2. Meaning of certain terms used in probability
1. Prob. of ATLEAST ONE = Total prob. – Prob. of getting NONE
e.g. Prob of getting at least one head in a tossing of 2 coins
Sample space S = {HH,HT,TH,TT}
At least one head = {HH, HT,TH}
So prob of at least one head = ¾
But total prob = 1, prob of no head = ¼
Total prob – prob of none = 1 – ¼ = 3/4
3. Meaning of certain terms used in probability
PROB. OF ATMOST N items = P(x≤N) = TOTAL PROB – P(x>N)

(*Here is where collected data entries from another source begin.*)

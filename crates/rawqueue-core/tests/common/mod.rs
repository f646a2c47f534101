use std::time::{Duration, Instant};

use crossbeam_channel::Receiver;
use rawqueue_core::{EngineConfig, EngineEvent, ThreadPoolManager};

/// Initialize tracing for tests with appropriate settings
pub fn init_tracing() {
    let _ = tracing_subscriber::fmt()
        .with_max_level(tracing::Level::DEBUG)
        .with_test_writer()
        .try_init();
}

pub fn manager(workers: usize) -> ThreadPoolManager {
    init_tracing();
    ThreadPoolManager::new(EngineConfig::new().with_max_workers(workers))
        .expect("manager should start")
}

/// Drain events until `Idle` arrives or the timeout expires.
pub fn collect_until_idle(events: &Receiver<EngineEvent>, timeout: Duration) -> Vec<EngineEvent> {
    let deadline = Instant::now() + timeout;
    let mut received = Vec::new();
    while let Ok(event) = events.recv_deadline(deadline) {
        let idle = event == EngineEvent::Idle;
        received.push(event);
        if idle {
            break;
        }
    }
    received
}

/// Poll `condition` until it holds or the timeout expires.
pub fn wait_until(timeout: Duration, mut condition: impl FnMut() -> bool) -> bool {
    let deadline = Instant::now() + timeout;
    while Instant::now() < deadline {
        if condition() {
            return true;
        }
        std::thread::sleep(Duration::from_millis(1));
    }
    condition()
}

= P(none) + P(1) + P(2) + P(3) + … + P(N)
= 1 – Prob(x>N)
E.g. Prob of getting at most 5 in a die rolling experiment
Sample space S = {1,2,3,4,5,6}
The event A = {1,2,3,4,5} and so required Prob = n(A)/n(S) = 5/6
Total prob = 1, Prob(x>5) = Prob(x=6) = 1/6
1 - Prob(x>5) = 1 – 1/6 = 5/6
i.e., P(x≤N) = 1 – Prob(x>N)
4. DEPENDENT EVENTS
Two events are said to be dependent, if the happening of one of them
affects the happening of the other. In the case of dependent events the
Chance or prob. one event depends on the happening of other.
E.g. Drawing two cards one by one from a pack of cards without replacement
Here the prob of drawing first card is 1/52.
Since the card is not replaced, the deck of cards contains only 51 cards.
So the prob. of drawing 2nd card is 1/51
5. ASSIGNMENT -
Q1. A bundle of 100 tickets numbered serially from 1 to 100 is well shuffled a ticket
is drawn at random. What is the probability that
a) It is an even number?
b) It is a multiple of 10?
c) It is a perfect square?
d) It is a multiple of 12 or a perfect cube?
e) It is a square or a cube?
f) It is an odd number greater than 75?
h) It is a prime number less than 25?
6. ASSIGNMENT
Q2. A bag contains 5 white, 4 red and 3 black balls. 3 balls are drawn from
the bag at random. Find the probability that
a) there are 2 white and a black balls
b) There is no white ball
c) balls have all the 3 colours
d) none of them are red or black
e) Exactly one white
g) at least one red
H) balls are same colour
7. Q. Find the prob of drawing a queen, a king and a knave (jack) in
that order from a pack of cards in 3 consecutive draws, the
cards drawn not being replaced.
Ans:- A queen can be drawn from a pack of cards in 4C1 = 4 different ways.
So, prob of drawing a queen P(A) = 4c1/52c1 = 4/52 =1/13
After drawing a queen and without being replaced, the total number of cards
reduced to 51. Then prob of drawing king will be P(B) = 4c1/51c1 = 4/51.
Similarly, the prob of drawing a knave P(C) = 4/50.
We want the probability of drawing a queen, king or a knave, without
replacement. i.e. P(ABC). Since the draws are independent, the prob of their
joint occurrence is the same as the product of their individual probabilities.
Therefore, the required probability is
P(ABC) = P(A)xP(B)xP(C) = (4/52)x(4/51)x(4/50) =(4x4x4)/(52x51x50) = 0.00048
8. QUESTIONS
• Q1. Out of the numbers 1 to 120, one number is selected at random. What is the
prob that it is divisible by 8 or 10?
• Ans. Here The Sample space S ={1,2,3,…, 119,120}. Then n(S) =120
Let A denotes the event that the selected number is divisible by 8. That is the
selected number is a multiple of 8.
Then A = {8,16,24,32,40,48,56,64,72,80,88,96,104,112,120} and so n(A) = 15
Similarly, B denotes the event that the number selected is divisible (or a multiple)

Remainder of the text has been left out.